Фаррелл услышал, как у нее перехватило горло, как клацнули зубы. После этого Джулия молчала, пока он не остановил автобус у кампуса, так близко к ее кабинету, как мог. Он открыл перед ней дверь и помог ей спуститься на землю — это началось как рыцарская шутка, а закончилось тем, что оба застыли среди куч волглых бумажных тарелок и драных политических плакатов, положив руки друг дружке на плечи.
– И что будет дальше? — спросил он. — Кто мы теперь друг другу?
Джулия задумчиво ткнула его в живот.
– Господи, — сказала она. — Как подумаю, что могла прожить целую жизнь, ничего не узнав об этом пупке.
Она одернула его рубашку и аккуратно заправила ее.
– Около полудня я выхожу на ленч, — сказала она.
– Я в это время буду искать работу. Давай встретимся за обедом.
– Рядом с «Ваверли» есть марокканский ресторан. Будем с тобой есть кус-кус. Я ведь тебя знакомила с кус-кусом?
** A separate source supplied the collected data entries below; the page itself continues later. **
// src/population.rs
//
// Columnar population snapshot handed to the stratifier and observers once per
// step. The simulation's state store owns the real table; this is a read-only
// copy of the columns the results layer needs.

use std::collections::HashMap;
use std::fmt;

use serde::{Deserialize, Serialize};

use crate::error::{Error, Result};

pub type IndividualId = u64;

/// One cell of the snapshot.
#[derive(Debug, Clone, PartialEq, Serialize, Deserialize)]
#[serde(untagged)]
pub enum FieldValue {
    Bool(bool),
    Int(i64),
    Float(f64),
    Str(String),
}

impl FieldValue {
    pub fn as_str(&self) -> Option<&str> {
        match self {
            FieldValue::Str(s) => Some(s),
            _ => None,
        }
    }

    pub fn as_f64(&self) -> Option<f64> {
        match self {
            FieldValue::Int(i) => Some(*i as f64),
            FieldValue::Float(f) => Some(*f),
            _ => None,
        }
    }

    pub fn as_bool(&self) -> Option<bool> {
        match self {
            FieldValue::Bool(b) => Some(*b),
            _ => None,
        }
    }

    /// Label form used when a value is bound into a column template.
    pub fn label(&self) -> String {
        self.to_string()
    }
}

impl fmt::Display for FieldValue {
    fn fmt(&self, f: &mut fmt::Formatter<'_>) -> fmt::Result {
        match self {
            FieldValue::Bool(b) => write!(f, "{b}"),
            FieldValue::Int(i) => write!(f, "{i}"),
            FieldValue::Float(x) => write!(f, "{x}"),
            FieldValue::Str(s) => f.write_str(s),
        }
    }
}

impl From<&str> for FieldValue {
    fn from(s: &str) -> Self {
        FieldValue::Str(s.to_string())
    }
}

impl From<String> for FieldValue {
    fn from(s: String) -> Self {
        FieldValue::Str(s)
    }
}

impl From<i64> for FieldValue {
    fn from(i: i64) -> Self {
        FieldValue::Int(i)
    }
}

impl From<f64> for FieldValue {
    fn from(x: f64) -> Self {
        FieldValue::Float(x)
    }
}

impl From<bool> for FieldValue {
    fn from(b: bool) -> Self {
        FieldValue::Bool(b)
    }
}

/// Individuals plus named columns with one value per individual.
#[derive(Debug, Clone, Default)]
pub struct PopulationSnapshot {
    ids: Vec<IndividualId>,
    columns: HashMap<String, Vec<FieldValue>>,
}

impl PopulationSnapshot {
    pub fn new(ids: Vec<IndividualId>) -> Self {
        Self {
            ids,
            columns: HashMap::new(),
        }
    }

    /// Add (or replace) a column. Fails if the length does not match.
    pub fn with_column<V: Into<FieldValue>>(
        mut self,
        name: &str,
        values: impl IntoIterator<Item = V>,
    ) -> Result<Self> {
        self.insert_column(name, values.into_iter().map(Into::into).collect())?;
        Ok(self)
    }

    pub fn insert_column(&mut self, name: &str, values: Vec<FieldValue>) -> Result<()> {
        if values.len() != self.ids.len() {
            return Err(Error::ColumnLength {
                column: name.to_string(),
                expected: self.ids.len(),
                found: values.len(),
            });
        }
        self.columns.insert(name.to_string(), values);
        Ok(())
    }

    pub fn ids(&self) -> &[IndividualId] {
        &self.ids
    }

    pub fn len(&self) -> usize {
        self.ids.len()
    }

    pub fn is_empty(&self) -> bool {
        self.ids.is_empty()
    }

    pub fn has_column(&self, name: &str) -> bool {
        self.columns.contains_key(name)
    }

    pub fn column(&self, name: &str) -> Option<&[FieldValue]> {
        self.columns.get(name).map(Vec::as_slice)
    }

    /// Column lookup that reports who needed it when absent.
    pub fn require(&self, name: &str, required_by: &str) -> Result<&[FieldValue]> {
        self.column(name).ok_or_else(|| Error::MissingColumn {
            column: name.to_string(),
            required_by: required_by.to_string(),
        })
    }
}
– На Рю-дю-Фуа. А ты знаешь, что мы никогда не ели дважды в одном месте?
– Нет, — сказала она. — Серьезно?
Он кивнул, полагая, что Джулия рассмеется, но она выглядела напуганной и печальной. Фаррелл сказал:
– Да будет тебе, все в порядке. Чего-чего, а ресторанов в Авиценне хватает.
– Разве это порядок? — откликнулась она.
Отзвук боли в ее голосе был для Фаррелла столь же нов, как если б она закаркала или заскулила.
– Бедное пальтецо, — сказала она, и стиснув его ладони в своих, поднесла их к губам, глядя поверх них на Фаррелла насмешливо и изумленно.
– Ты только не выдумывай меня, вот и все, — сказала она. — В семь у Фуада.
Нежно прикусив пальцы Фаррелла, она оставила его — смотреть, как спокойные ноги уносят ее по гравиевой дорожке, а там и за дверь. Мгновенная догадка, что он больше никогда ее не увидит, стеснила его дыхание, совсем как вчера. Все, что ты можешь — это раз за разом смотреть, как кто-то уходит. Вот почему, вопреки собственной воле, вопреки тому, что он сказал Бену в бассейне, он все еще оплакивал — по-дурацки, сам на себя негодуя — такое множество обреченных на гибель ландшафтов, существ, способов существования, ни единого разу им не виданных. Ощущать утрату, знать, что мы теряем. Помнить. Быть может, это, в конце концов, и получается у меня лучше всего. Надеюсь, что нет. Он залез обратно в автобус и поехал в холмы, к Бартон-парку, посмотреть, не найдется ли в «Зоо» какой-либо работы.